> _TASK ITEM_: Nothing in the entries may change when they are transcribed.

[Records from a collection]
use qc_tensor::{Matrix, Q8_8};

use crate::config::ConvConfig;
use crate::error::{ConvError, Result};
use crate::gemm::{dot_q8_8, flatten_kernel, CpuGemm, GemmBackend};
use crate::im2col::Im2colBuffer;
use crate::report::{ConvOutput, TimingRecord, TimingSummary};
use crate::tile::TileGrid;
use crate::timer::{CycleCounter, CycleTimer, HardwareCounter};

/// Tiled im2col + GEMM convolution.
///
/// Owns the im2col scratch buffer, the cycle counter and the GEMM backend.
/// Each [`run`](Self::run) walks the output tiles in row-major order and
/// takes every tile through four steps:
///
/// 1. EXTRACT: im2col into the scratch buffer, timed.
/// 2. COMPUTE: patch GEMM over the valid part of the buffer, timed.
/// 3. WRITE: copy the tile's results into the output matrix.
/// 4. REPORT: log the tile's cycle counts and add them to the totals.
///
/// The output depends only on the operands; cycle counts come from the
/// injected counter and are not part of that guarantee.
#[derive(Debug)]
pub struct ConvolutionEngine {
    config: ConvConfig,
    counter: Box<dyn CycleCounter>,
    backend: Box<dyn GemmBackend>,
    buffer: Im2colBuffer,
}

impl ConvolutionEngine {
    /// Create an engine for `config`, timing with `counter` and computing
    /// with `backend`.
    pub fn new(
        config: ConvConfig,
        counter: Box<dyn CycleCounter>,
        backend: Box<dyn GemmBackend>,
    ) -> Result<Self> {
        config.validate()?;
        Ok(ConvolutionEngine {
            config,
            counter,
            backend,
            buffer: Im2colBuffer::new(config.effective_tile_size(), config.kernel_size),
        })
    }

    /// Engine using the platform cycle counter and the CPU GEMM backend.
    pub fn with_hardware(config: ConvConfig) -> Result<Self> {
        Self::new(
            config,
            Box::new(HardwareCounter::new()),
            Box::new(CpuGemm::new()),
        )
    }

    pub fn config(&self) -> &ConvConfig {
        &self.config
    }

    pub fn counter(&self) -> &dyn CycleCounter {
        self.counter.as_ref()
    }

    pub fn backend(&self) -> &dyn GemmBackend {
        self.backend.as_ref()
    }

    /// Convolve `input` with `kernel`.
    ///
    /// # Errors
    /// Returns a configuration error if the operands are not square or do
    /// not match the configured sizes, or a backend error from the GEMM.
    pub fn run(&mut self, input: &Matrix, kernel: &Matrix) -> Result<ConvOutput> {
        self.check_operands(input, kernel)?;

        let out_size = self.config.output_size();
        let tile_size = self.config.effective_tile_size();
        let kernel_flat = flatten_kernel(kernel);

        let mut output = Matrix::zeros(out_size, out_size);
        let mut results = vec![Q8_8::ZERO; tile_size * tile_size];
        let n_tiles = self.config.tiles_per_axis().pow(2);
        let mut records = Vec::with_capacity(n_tiles);
        let mut summary = TimingSummary::default();

        log::debug!(
            "conv {}x{} * {}x{} -> {}x{} in {} tiles of {} (counter={}, backend={})",
            self.config.input_size,
            self.config.input_size,
            self.config.kernel_size,
            self.config.kernel_size,
            out_size,
            out_size,
            n_tiles,
            tile_size,
            self.counter.name(),
            self.backend.name()
        );

        let capacity = self.buffer.capacity();
        for tile in TileGrid::new(out_size, tile_size) {
            let timer = CycleTimer::start(self.counter.as_mut());
            let patches = self.buffer.extract(input, tile);
            let extraction_cycles = timer.stop();
            log::trace!(
                "im2col tile {} ({}x{}): {} of {} entries",
                tile,
                tile.height,
                tile.width,
                patches.as_slice().len(),
                capacity
            );

            let tile_out = &mut results[..tile.cells()];
            let timer = CycleTimer::start(self.counter.as_mut());
            let computed = self.backend.patch_dot(&patches, &kernel_flat, tile_out);
            let compute_cycles = timer.stop();
            computed?;

            for i in 0..tile.height {
                let src = &tile_out[i * tile.width..(i + 1) * tile.width];
                output.row_mut(tile.row + i)[tile.col..tile.col + tile.width]
                    .copy_from_slice(src);
            }

            let record = TimingRecord {
                tile,
                extraction_cycles,
                compute_cycles,
            };
            log::debug!(
                "tile {}: im2col {} cycles, gemm {} cycles",
                tile,
                extraction_cycles,
                compute_cycles
            );
            summary.record(&record);
            records.push(record);
        }

        log::info!(
            "conv done: {} tiles, im2col {} cycles, gemm {} cycles",
            summary.tiles,
            summary.extraction_cycles,
            summary.compute_cycles
        );

        Ok(ConvOutput {
            output,
            tiles: records,
            summary,
        })
    }

    fn check_operands(&self, input: &Matrix, kernel: &Matrix) -> Result<()> {
        check_square(input, kernel)?;
        if input.rows() != self.config.input_size {
            return Err(ConvError::DimensionMismatch {
                what: "input",
                expected: self.config.input_size,
                rows: input.rows(),
                cols: input.cols(),
            });
        }
        if kernel.rows() != self.config.kernel_size {
            return Err(ConvError::DimensionMismatch {
                what: "kernel",
                expected: self.config.kernel_size,
                rows: kernel.rows(),
                cols: kernel.cols(),
            });
        }
        Ok(())
    }
}

fn check_square(input: &Matrix, kernel: &Matrix) -> Result<()> {
    if !kernel.is_square() {
        return Err(ConvError::NonSquareKernel {
            rows: kernel.rows(),
            cols: kernel.cols(),
        });
    }
    if !input.is_square() {
        return Err(ConvError::NonSquareInput {
            rows: input.rows(),
            cols: input.cols(),
        });
    }
    Ok(())
}

/// One-shot tiled convolution on the platform cycle counter.
///
/// Sizes are taken from the operands; `tile_size` sets the tiling.
pub fn conv2d(input: &Matrix, kernel: &Matrix, tile_size: usize) -> Result<ConvOutput> {
    check_square(input, kernel)?;
    let config = ConvConfig::new(input.rows(), kernel.rows(), tile_size)?;
    ConvolutionEngine::with_hardware(config)?.run(input, kernel)
}

/// Untiled valid convolution with the same 16-bit accumulator, one output
/// cell at a time. Reference for checking the tiled path.
pub fn conv2d_direct(input: &Matrix, kernel: &Matrix) -> Result<Matrix> {
    check_square(input, kernel)?;
    let config = ConvConfig::new(input.rows(), kernel.rows(), 1)?;
    let k = config.kernel_size;
    let out_size = config.output_size();
    let kernel_flat = flatten_kernel(kernel);

    let mut output = Matrix::zeros(out_size, out_size);
    let mut window = Vec::with_capacity(k * k);
    for r in 0..out_size {
        for c in 0..out_size {
            window.clear();
            for ki in 0..k {
                window.extend_from_slice(&input.row(r + ki)[c..c + k]);
            }
            output.row_mut(r)[c] = dot_q8_8(&window, &kernel_flat);
        }
    }
    Ok(output)
}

> _RESULT_:
use qc_tensor::{Matrix, Q8_8};

use crate::config::ConvConfig;
use crate::error::{ConvError, Result};
use crate::gemm::{dot_q8_8, flatten_kernel, CpuGemm, GemmBackend};
use crate::im2col::Im2colBuffer;
use crate::report::{ConvOutput, TimingRecord, TimingSummary};
use crate::tile::TileGrid;
use crate::timer::{CycleCounter, CycleTimer, HardwareCounter};

/// Tiled im2col + GEMM convolution.
///
/// Owns the im2col scratch buffer, the cycle counter and the GEMM backend.
/// Each [`run`](Self::run) walks the output tiles in row-major order and
/// takes every tile through four steps:
///
/// 1. EXTRACT: im2col into the scratch buffer, timed.
/// 2. COMPUTE: patch GEMM over the valid part of the buffer, timed.
/// 3. WRITE: copy the tile's results into the output matrix.
/// 4. REPORT: log the tile's cycle counts and add them to the totals.
///
/// The output depends only on the operands; cycle counts come from the
/// injected counter and are not part of that guarantee.
#[derive(Debug)]
pub struct ConvolutionEngine {
    config: ConvConfig,
    counter: Box<dyn CycleCounter>,
    backend: Box<dyn GemmBackend>,
    buffer: Im2colBuffer,
}

impl ConvolutionEngine {
    /// Create an engine for `config`, timing with `counter` and computing
    /// with `backend`.
    pub fn new(
        config: ConvConfig,
        counter: Box<dyn CycleCounter>,
        backend: Box<dyn GemmBackend>,
    ) -> Result<Self> {
        config.validate()?;
        Ok(ConvolutionEngine {
            config,
            counter,
            backend,
            buffer: Im2colBuffer::new(config.effective_tile_size(), config.kernel_size),
        })
    }

    /// Engine using the platform cycle counter and the CPU GEMM backend.
    pub fn with_hardware(config: ConvConfig) -> Result<Self> {
        Self::new(
            config,
            Box::new(HardwareCounter::new()),
            Box::new(CpuGemm::new()),
        )
    }

    pub fn config(&self) -> &ConvConfig {
        &self.config
    }

    pub fn counter(&self) -> &dyn CycleCounter {
        self.counter.as_ref()
    }

    pub fn backend(&self) -> &dyn GemmBackend {
        self.backend.as_ref()
    }

    /// Convolve `input` with `kernel`.
    ///
    /// # Errors
    /// Returns a configuration error if the operands are not square or do
    /// not match the configured sizes, or a backend error from the GEMM.
    pub fn run(&mut self, input: &Matrix, kernel: &Matrix) -> Result<ConvOutput> {
        self.check_operands(input, kernel)?;

        let out_size = self.config.output_size();
        let tile_size = self.config.effective_tile_size();
        let kernel_flat = flatten_kernel(kernel);

        let mut output = Matrix::zeros(out_size, out_size);
        let mut results = vec![Q8_8::ZERO; tile_size * tile_size];
        let n_tiles = self.config.tiles_per_axis().pow(2);
        let mut records = Vec::with_capacity(n_tiles);
        let mut summary = TimingSummary::default();

        log::debug!(
            "conv {}x{} * {}x{} -> {}x{} in {} tiles of {} (counter={}, backend={})",
            self.config.input_size,
            self.config.input_size,
            self.config.kernel_size,
            self.config.kernel_size,
            out_size,
            out_size,
            n_tiles,
            tile_size,
            self.counter.name(),
            self.backend.name()
        );

        let capacity = self.buffer.capacity();
        for tile in TileGrid::new(out_size, tile_size) {
            let timer = CycleTimer::start(self.counter.as_mut());
            let patches = self.buffer.extract(input, tile);
            let extraction_cycles = timer.stop();
            log::trace!(
                "im2col tile {} ({}x{}): {} of {} entries",
                tile,
                tile.height,
                tile.width,
                patches.as_slice().len(),
                capacity
            );

            let tile_out = &mut results[..tile.cells()];
            let timer = CycleTimer::start(self.counter.as_mut());
            let computed = self.backend.patch_dot(&patches, &kernel_flat, tile_out);
            let compute_cycles = timer.stop();
            computed?;

            for i in 0..tile.height {
                let src = &tile_out[i * tile.width..(i + 1) * tile.width];
                output.row_mut(tile.row + i)[tile.col..tile.col + tile.width]
                    .copy_from_slice(src);
            }

            let record = TimingRecord {
                tile,
                extraction_cycles,
                compute_cycles,
            };
            log::debug!(
                "tile {}: im2col {} cycles, gemm {} cycles",
                tile,
                extraction_cycles,
                compute_cycles
            );
            summary.record(&record);
            records.push(record);
        }

        log::info!(
            "conv done: {} tiles, im2col {} cycles, gemm {} cycles",
            summary.tiles,
            summary.extraction_cycles,
            summary.compute_cycles
        );

        Ok(ConvOutput {
            output,
            tiles: records,
            summary,
        })
    }

    fn check_operands(&self, input: &Matrix, kernel: &Matrix) -> Result<()> {
        check_square(input, kernel)?;
        if input.rows() != self.config.input_size {
            return Err(ConvError::DimensionMismatch {
                what: "input",
                expected: self.config.input_size,
                rows: input.rows(),
                cols: input.cols(),
            });
        }
        if kernel.rows() != self.config.kernel_size {
            return Err(ConvError::DimensionMismatch {
                what: "kernel",
                expected: self.config.kernel_size,
                rows: kernel.rows(),
                cols: kernel.cols(),
            });
        }
        Ok(())
    }
}

fn check_square(input: &Matrix, kernel: &Matrix) -> Result<()> {
    if !kernel.is_square() {
        return Err(ConvError::NonSquareKernel {
            rows: kernel.rows(),
            cols: kernel.cols(),
        });
    }
    if !input.is_square() {
        return Err(ConvError::NonSquareInput {
            rows: input.rows(),
            cols: input.cols(),
        });
    }
    Ok(())
}

/// One-shot tiled convolution on the platform cycle counter.
///
/// Sizes are taken from the operands; `tile_size` sets the tiling.
pub fn conv2d(input: &Matrix, kernel: &Matrix, tile_size: usize) -> Result<ConvOutput> {
    check_square(input, kernel)?;
    let config = ConvConfig::new(input.rows(), kernel.rows(), tile_size)?;
    ConvolutionEngine::with_hardware(config)?.run(input, kernel)
}

/// Untiled valid convolution with the same 16-bit accumulator, one output
/// cell at a time. Reference for checking the tiled path.
pub fn conv2d_direct(input: &Matrix, kernel: &Matrix) -> Result<Matrix> {
    check_square(input, kernel)?;
    let config = ConvConfig::new(input.rows(), kernel.rows(), 1)?;
    let k = config.kernel_size;
    let out_size = config.output_size();
    let kernel_flat = flatten_kernel(kernel);

    let mut output = Matrix::zeros(out_size, out_size);
    let mut window = Vec::with_capacity(k * k);
    for r in 0..out_size {
        for c in 0..out_size {
            window.clear();
            for ki in 0..k {
                window.extend_from_slice(&input.row(r + ki)[c..c + k]);
            }
            output.row_mut(r)[c] = dot_q8_8(&window, &kernel_flat);
        }
    }
    Ok(output)
}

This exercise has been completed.